Neonatal noxious stimulation has been proposed to model pain triggered by diagnostic/therapeutic invasive procedures in premature infants. Previous studies have shown that hippocampal neurogenesis rate and the behavioral repertoire of adult rats may be altered by neonatal noxious stimuli. The purpose of this study was to evaluate whether noxious stimulation during neonatal period alters the nociceptive response and dentate gyrus neurogenesis when compared to rats subjected to a single noxious stimulus in late infancy. Plasma corticosterone and hippocampal brain-derived neurotrophic factor (BDNF) levels were measured. Neurogenesis in the dentate gyrus was evaluated in adolescent rats (postnatal day 40; P40) exposed twice to intra-plantar injections of Complete Freund's adjuvant (CFA) on P1 and P21 (group P1P21) or P8 and P21 (P8P21) or exposed once on P21 (pubertal). On P21, one subset of animals received 5-bromo-2'-deoxyuridine (BrdU) and was euthanized on P40 for identification of proliferating cells in the dentate gyrus. Another subset was sampled for thermal response or plasma corticosterone measurement and hippocampal BDNF levels. Proliferative cell rate in dentate gyrus was the highest in all re-exposed groups (P < 0.001), except for P8 females (P8P21F), revealing also a sex difference, where P8P21 males showed higher rate than females (P < 0.001).
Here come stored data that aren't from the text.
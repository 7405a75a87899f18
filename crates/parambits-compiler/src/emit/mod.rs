//! Metadata blob emission from analyzed layouts.
//!
//! Linking happens in two passes over immutable analysis results:
//! - relative: prefix sums of run sizes within the bit-range table
//! - absolute: region bases from the counts, then per-entry offsets
//!
//! The emitter writes the regions in a single buffer sized up front.

mod emitter;
mod error;
mod link;


pub use emitter::emit;
pub use error::EmitError;
pub use link::{LinkPlan, PlannedRun, SectionOffsets};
Stimulated groups took longer than CTL animals to lick the paws (P < 0.001), regardless of the age when the noxious stimulus was applied. Re-exposed groups had lower corticosterone plasma level (P1P21 M and F, P8P21M) than controls. On the contrary, hippocampal BDNF was increased in males from both re-exposed groups. These results show that infant noxious stimulation in neonatally previously stimulated rats is related to high proliferation in the DG and this association seems to be modified by the animal's sex. The new generated dentate granule cells in the hippocampus may have a role in the long-term behavioral responses to neonatal nociceptive stimulation. Noxious stimulation in the neonatal period results in sex-dependent neurogenic response.